Review: 2020 Mazda CX-30 AWD, at RM 176k, you can buy a CPO BMW X1, worth it?

Hans · Sep 13, 2020 10:00 AM

To be clear, the Mazda CX-30 is not a rival to the BMW X1, but as you know the imported from Japan CX-30 is not cheap, no thanks to additional import/excise taxes.

So you still want the high specs AWD Mazda?

For about the same RM 176,059 asking price of this top specs all-wheel drive CX-30 variant, you can buy a lightly used, barely a year old certified pre-owned (CPO) but low specs front-wheel drive BMW X1 sDrive20i from BMW Premium Selection.

So you still want the Mazda?

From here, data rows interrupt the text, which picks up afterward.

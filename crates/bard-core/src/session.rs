// Copyright (c) 2024-2026 Martin Schröder <info@swedishembedded.com>
//
// SPDX-License-Identifier: MIT
use std::sync::atomic::{AtomicBool, AtomicU32, Ordering};
use std::sync::{Arc, Mutex as StdMutex};

use chrono::{DateTime, Utc};
use rust_decimal::Decimal;
use tokio::sync::Mutex;
use tokio_util::sync::CancellationToken;

use bard_model::Message;
use bard_tools::ToolRegistry;

use crate::aggregate::StreamingSnapshot;

pub type ProjectId = String;

pub const DEFAULT_MAX_STEPS: u32 = 50;

/// Mutable per-session state, guarded by the handle's lock.
#[derive(Debug)]
pub struct SessionState {
    pub messages: Vec<Message>,
    pub session_name: String,
    /// In-progress assistant draft; present only while a generation streams.
    pub streaming: Option<StreamingSnapshot>,
    pub last_activity: DateTime<Utc>,
    /// Running monetary cost in USD.
    pub total_cost: Decimal,
    pub last_input_tokens: u32,
    /// Greatest user-message index, captured when a generation starts.
    pub last_user_message_index: Option<usize>,
    /// Sticky: set on an upstream image refusal; image parts are stripped
    /// from every subsequent request while the saved log keeps them.
    pub images_not_supported: bool,
}

/// Shared handle to one project's session.
///
/// The latches are atomics so other tasks can short-circuit (single-flight)
/// or observe progress without taking the state lock.  Tool wiring sits
/// behind its own lock because `load_session` rebinds it in place on a live
/// session — the change takes effect at the next loop iteration.
pub struct SessionHandle {
    project_id: ProjectId,
    state: Mutex<SessionState>,
    tools: StdMutex<Arc<ToolRegistry>>,
    max_steps: AtomicU32,
    pub(crate) is_loading: AtomicBool,
    pub(crate) is_compressing: AtomicBool,
    pub(crate) cancel: StdMutex<Option<CancellationToken>>,
}

impl SessionHandle {
    pub(crate) fn new(
        project_id: impl Into<ProjectId>,
        messages: Vec<Message>,
        session_name: String,
        tools: Arc<ToolRegistry>,
        max_steps: Option<u32>,
    ) -> Self {
        Self {
            project_id: project_id.into(),
            state: Mutex::new(SessionState {
                messages,
                session_name,
                streaming: None,
                last_activity: Utc::now(),
                total_cost: Decimal::ZERO,
                last_input_tokens: 0,
                last_user_message_index: None,
                images_not_supported: false,
            }),
            tools: StdMutex::new(tools),
            max_steps: AtomicU32::new(max_steps.unwrap_or(DEFAULT_MAX_STEPS)),
            is_loading: AtomicBool::new(false),
            is_compressing: AtomicBool::new(false),
            cancel: StdMutex::new(None),
        }
    }

    pub fn project_id(&self) -> &str {
        &self.project_id
    }

    pub fn is_loading(&self) -> bool {
        self.is_loading.load(Ordering::SeqCst)
    }

    pub fn is_compressing(&self) -> bool {
        self.is_compressing.load(Ordering::SeqCst)
    }

    pub fn max_steps(&self) -> u32 {
        self.max_steps.load(Ordering::SeqCst)
    }

    pub fn tools(&self) -> Arc<ToolRegistry> {
        self.tools.lock().unwrap().clone()
    }

    pub(crate) fn rebind(&self, tools: Arc<ToolRegistry>, max_steps: Option<u32>) {
        *self.tools.lock().unwrap() = tools;
        self.max_steps
            .store(max_steps.unwrap_or(DEFAULT_MAX_STEPS), Ordering::SeqCst);
    }

    pub(crate) async fn state(&self) -> tokio::sync::MutexGuard<'_, SessionState> {
        self.state.lock().await
    }

    // ── Snapshot accessors for observers and tests ────────────────────────────

    pub async fn messages(&self) -> Vec<Message> {
        self.state.lock().await.messages.clone()
    }

    pub async fn session_name(&self) -> String {
        self.state.lock().await.session_name.clone()
    }

    pub async fn streaming(&self) -> Option<StreamingSnapshot> {
        self.state.lock().await.streaming.clone()
    }

    pub async fn total_cost(&self) -> Decimal {
        self.state.lock().await.total_cost
    }

    pub async fn last_input_tokens(&self) -> u32 {
        self.state.lock().await.last_input_tokens
    }
}

// ─── Unit tests ──────────────────────────────────────────────────────────────

#[cfg(test)]
mod tests {
    use super::*;

    fn handle() -> SessionHandle {
        SessionHandle::new(
            "proj",
            vec![],
            "2026-01-01T00-00-00Z-abc".into(),
            Arc::new(ToolRegistry::new()),
            None,
        )
    }

    #[test]
    fn new_session_defaults() {
        let h = handle();
        assert_eq!(h.project_id(), "proj");
        assert!(!h.is_loading());
        assert!(!h.is_compressing());
        assert_eq!(h.max_steps(), DEFAULT_MAX_STEPS);
    }

    #[tokio::test]
    async fn new_session_starts_with_zero_accounting() {
        let h = handle();
        assert_eq!(h.total_cost().await, Decimal::ZERO);
        assert_eq!(h.last_input_tokens().await, 0);
        assert!(h.streaming().await.is_none());
        assert!(h.messages().await.is_empty());
    }

    #[test]
    fn rebind_replaces_tools_and_max_steps() {
        let h = handle();
        let mut reg = ToolRegistry::new();
        struct Noop;
        #[async_trait::async_trait]
        impl bard_tools::Tool for Noop {
            fn name(&self) -> &str {
                "noop"
            }
            fn description(&self) -> &str {
                "does nothing"
            }
            async fn execute(&self, _args: serde_json::Value) -> anyhow::Result<String> {
                Ok(String::new())
            }
        }
        reg.register(Noop);
        h.rebind(Arc::new(reg), Some(7));
        assert_eq!(h.max_steps(), 7);
        assert_eq!(h.tools().names(), vec!["noop"]);
    }
}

Brand snobs need not think further, but if you care about the finer details about cars, continue reading.


Based on the C-segment Mazda 3 but with a shortened wheelbase (yes it’s smaller than the Mazda 3), the Mazda CX-30 AWD is best seen as a more expensive version of the Subaru XV.

Both the CX-30 and XV are boasting more or less the same key selling points – taut handling, driver-centric product, and have the same set of weakness – cramped interior and tiny boot.

The CX-30 is also one of the few crossovers that is offered with all-wheel drive, which is also the selling point for the Subaru XV.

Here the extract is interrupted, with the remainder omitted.